My depression did not go away simply because my approach to God changed. But in the midst of it, I found the deep, sweet comfort of a broken child resting in her Father’s steadfast arms.


God in the mess

Depression. Trauma. Shame. What does the advancing kingdom of God have to do with our inner struggles? How does Christ’s coming 2,000 years ago change our current, messy reality? I admit that I have often felt that the God of Sunday-morning worship was a million miles from the mess of Monday-morning blues, that the tidy, lofty theology of the Scriptures bore little relevance to my complex, conflicting emotions, and that the kingdom of God was more of a spiritual nicety than an active reality. But I am not content to give in to those lies and give up on a God who is intimately involved in restoring the most broken places of my soul.

In the midst of the many dark valleys in my own life, I have gone searching for Him. I needed to know where He was in my circumstances and how He was leading me forward through them. At times that search has been long and agonizing, leaving me questioning along with the psalmist “How long, O Lord? Will you hide yourself forever?” (Psalm 89:46). At other times it has been sweet and intimate, leaving me at rest under the shelter of His wings even while the storm still swirled around me.

As a father has compassion on his children, so the LORD has compassion on those who fear him; for he knows how we are formed, he remembers that we are dust.
Psalm 103:13-14
For you created my inmost being; you knit me together in my mother’s womb.
Psalm 139:13

The fierce storms that I have weathered have often left me battered and broken, stretched beyond my limits and feeling devoid of life. In that inglorious state, I have wondered how God could possibly love or be glorified by my train-wrecked frame. He has slowly but surely convinced me that He knows the limits of my emotional frame because He designed it that way (Psalm 139:13; 103:14). He understands why prolonged, overwhelming circumstances would leave my soul drained and unresponsive, why experiencing helplessness in the face of overpowering evil would for years afterwards cause me to tremble and curl up in a tight ball, or why other peoples’ demeaning treatment would result in my own self-loathing. If God designed my frame to work in these ways, then surely He “gets” what is going on inside me even when I don’t understand myself.  He knows exactly where I am broken and perfectly how to fix it. Far from walking away from me in the midst of my brokenness, He has drawn near to comfort, heal, and restore.

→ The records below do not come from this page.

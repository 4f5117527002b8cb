//! Payments CLI
//!
//! Command-line interface for the payment orchestration API.

use std::collections::BTreeMap;

use anyhow::{Context, Result};
use chrono::{DateTime, Utc};
use clap::{Parser, Subcommand};
use reqwest::header::{HeaderMap, HeaderName, HeaderValue};

use payments_client::PaymentsClient;
use payments_stripe::signature;
use payments_types::{CurrencyCode, PaymentIntentRequest};

#[derive(Parser)]
#[command(name = "payments")]
#[command(author, version, about = "Payments API CLI client", long_about = None)]
struct Cli {
    /// Base URL of the Payments API
    #[arg(
        long,
        env = "PAYMENTS_API_URL",
        default_value = "http://localhost:8080"
    )]
    api_url: String,

    #[command(subcommand)]
    command: Commands,
}

#[derive(Subcommand)]
enum Commands {
    /// Payment intent operations
    Intent {
        #[command(subcommand)]
        action: IntentCommands,
    },
    /// Charge a customer directly with a payment method token
    Charge {
        #[arg(long, default_value = "stripe")]
        provider: String,
        #[command(flatten)]
        payment: PaymentArgs,
        /// Provider payment method reference
        #[arg(long)]
        token: String,
    },
    /// List the payment methods remembered for a customer
    Methods {
        /// Customer ID
        customer: String,
    },
    /// List transactions still waiting on the provider
    Pending {
        /// RFC 3339 lower bound on creation time (default: last 24 hours)
        #[arg(long)]
        since: Option<String>,
    },
    /// Webhook tooling
    Webhook {
        #[command(subcommand)]
        action: WebhookCommands,
    },
    /// Check API health
    Health,
}

#[derive(Subcommand)]
enum IntentCommands {
    /// Create a payment intent
    Create {
        #[arg(long, default_value = "stripe")]
        provider: String,
        #[command(flatten)]
        payment: PaymentArgs,
    },
    /// Show the provider's current view of an intent
    Get {
        #[arg(long, default_value = "stripe")]
        provider: String,
        /// Payment intent ID
        id: String,
    },
    /// Pull the provider's status into the local record
    Sync {
        #[arg(long, default_value = "stripe")]
        provider: String,
        /// Payment intent ID
        id: String,
    },
}

#[derive(Subcommand)]
enum WebhookCommands {
    /// Print a Stripe-Signature header for a payload file
    Sign {
        /// Path to the JSON payload
        #[arg(long)]
        payload: String,
        #[arg(long, env = "STRIPE_WEBHOOK_SECRET")]
        secret: String,
    },
    /// Sign a payload and deliver it to the webhook endpoint
    Send {
        #[arg(long, default_value = "stripe")]
        provider: String,
        /// Path to the JSON payload
        #[arg(long)]
        payload: String,
        #[arg(long, env = "STRIPE_WEBHOOK_SECRET")]
        secret: String,
    },
}

#[derive(clap::Args)]
struct PaymentArgs {
    /// Amount in minor units (e.g. cents)
    #[arg(long)]
    amount: i64,
    /// ISO 4217 currency code
    #[arg(long, default_value = "usd")]
    currency: String,
    #[arg(long)]
    customer: String,
    /// Remember the payment method once the payment succeeds
    #[arg(long)]
    remember: bool,
    /// Your own reference for the transaction
    #[arg(long)]
    reference: Option<String>,
    /// Metadata entries as key=value
    #[arg(long = "meta", value_parser = parse_meta)]
    metadata: Vec<(String, String)>,
}

impl PaymentArgs {
    fn into_request(self, token: Option<String>) -> Result<PaymentIntentRequest> {
        let currency: CurrencyCode = self
            .currency
            .parse()
            .with_context(|| format!("Unknown currency: {}", self.currency))?;
        Ok(PaymentIntentRequest {
            amount: self.amount,
            currency,
            customer_id: self.customer,
            token,
            remember_me: Some(self.remember),
            metadata: self.metadata.into_iter().collect::<BTreeMap<_, _>>(),
            payment_method: None,
            internal_reference: self.reference,
        })
    }
}

fn parse_meta(s: &str) -> Result<(String, String), String> {
    s.split_once('=')
        .map(|(k, v)| (k.to_string(), v.to_string()))
        .ok_or_else(|| format!("expected key=value, got '{}'", s))
}

fn parse_since(s: &str) -> Result<DateTime<Utc>> {
    DateTime::parse_from_rfc3339(s)
        .map(|t| t.with_timezone(&Utc))
        .with_context(|| format!("Invalid timestamp: {}", s))
}

fn signed_payload(path: &str, secret: &str) -> Result<(Vec<u8>, String)> {
    let payload = std::fs::read(path).with_context(|| format!("Cannot read {}", path))?;
    let header = signature::sign(secret, Utc::now().timestamp(), &payload)?;
    Ok((payload, header))
}

fn print_json<T: serde::Serialize>(value: &T) -> Result<()> {
    println!("{}", serde_json::to_string_pretty(value)?);
    Ok(())
}

#[tokio::main]
async fn main() -> Result<()> {
    dotenvy::dotenv().ok();

    let cli = Cli::parse();
    let client = PaymentsClient::new(&cli.api_url);

    match cli.command {
        Commands::Health => {
            let healthy = client.health().await?;
            if healthy {
                println!("✓ API is healthy");
            } else {
                println!("✗ API is not healthy");
                std::process::exit(1);
            }
        }

        Commands::Intent { action } => match action {
            IntentCommands::Create { provider, payment } => {
                let req = payment.into_request(None)?;
                print_json(&client.create_intent(&provider, &req).await?)?;
            }
            IntentCommands::Get { provider, id } => {
                print_json(&client.get_intent(&provider, &id).await?)?;
            }
            IntentCommands::Sync { provider, id } => {
                print_json(&client.sync_intent(&provider, &id).await?)?;
            }
        },

        Commands::Charge {
            provider,
            payment,
            token,
        } => {
            let req = payment.into_request(Some(token))?;
            print_json(&client.charge(&provider, &req).await?)?;
        }

        Commands::Methods { customer } => {
            print_json(&client.payment_methods(&customer).await?)?;
        }

        Commands::Pending { since } => {
            let since = since.as_deref().map(parse_since).transpose()?;
            print_json(&client.pending(since).await?)?;
        }

        Commands::Webhook { action } => match action {
            WebhookCommands::Sign { payload, secret } => {
                let (_, header) = signed_payload(&payload, &secret)?;
                println!("{}: {}", signature::SIGNATURE_HEADER, header);
            }
            WebhookCommands::Send {
                provider,
                payload,
                secret,
            } => {
                let (payload, header) = signed_payload(&payload, &secret)?;
                let mut headers = HeaderMap::new();
                headers.insert(
                    HeaderName::from_bytes(signature::SIGNATURE_HEADER.as_bytes())?,
                    HeaderValue::from_str(&header)?,
                );
                print_json(&client.send_webhook(&provider, payload, headers).await?)?;
            }
        },
    }

    Ok(())
}

#[cfg(test)]
mod tests {
    use super::*;

    #[test]
    fn test_payment_args_build_request() {
        let cli = Cli::try_parse_from([
            "payments", "charge", "--amount", "1200", "--currency", "EUR", "--customer",
            "cust_9", "--token", "pm_card_visa", "--remember", "--meta", "order=42",
        ])
        .unwrap();

        let Commands::Charge { provider, payment, token } = cli.command else {
            panic!("expected charge");
        };
        assert_eq!(provider, "stripe");
        let req = payment.into_request(Some(token)).unwrap();
        assert_eq!(req.currency.as_str(), "eur");
        assert_eq!(req.token.as_deref(), Some("pm_card_visa"));
        assert!(req.remember());
        assert_eq!(req.metadata.get("order").map(String::as_str), Some("42"));
    }

    #[test]
    fn test_bad_metadata_is_rejected() {
        assert!(parse_meta("order").is_err());
        assert!(
            Cli::try_parse_from([
                "payments", "intent", "create", "--amount", "1", "--customer", "c", "--meta",
                "nokey",
            ])
            .is_err()
        );
    }

    #[test]
    fn test_parse_since() {
        assert!(parse_since("2026-01-01T00:00:00Z").is_ok());
        assert!(parse_since("yesterday").is_err());
    }
}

Through the stories of Scripture, He has proven Himself the most brilliant of counselors, the most effective of healers.

But God’s healing in my life has not come merely through the experience of His Spirit within. Searching His Word for stories that parallel my own has opened my eyes to just how much the Bible does say about our inner struggles. I take the questions of my heart to these biblical stories. I empathize with what the characters were thinking and feeling. And then as God responds to their unspoken questions and unseen needs, I experience Him responding to me. Through the stories of Scripture, He has proven Himself the most brilliant of counselors, the most effective of healers.

Messy people are at the core of God’s kingdom. The sick in spirit are the very ones for whom Jesus came. And good theology actually can address the cries of our heart.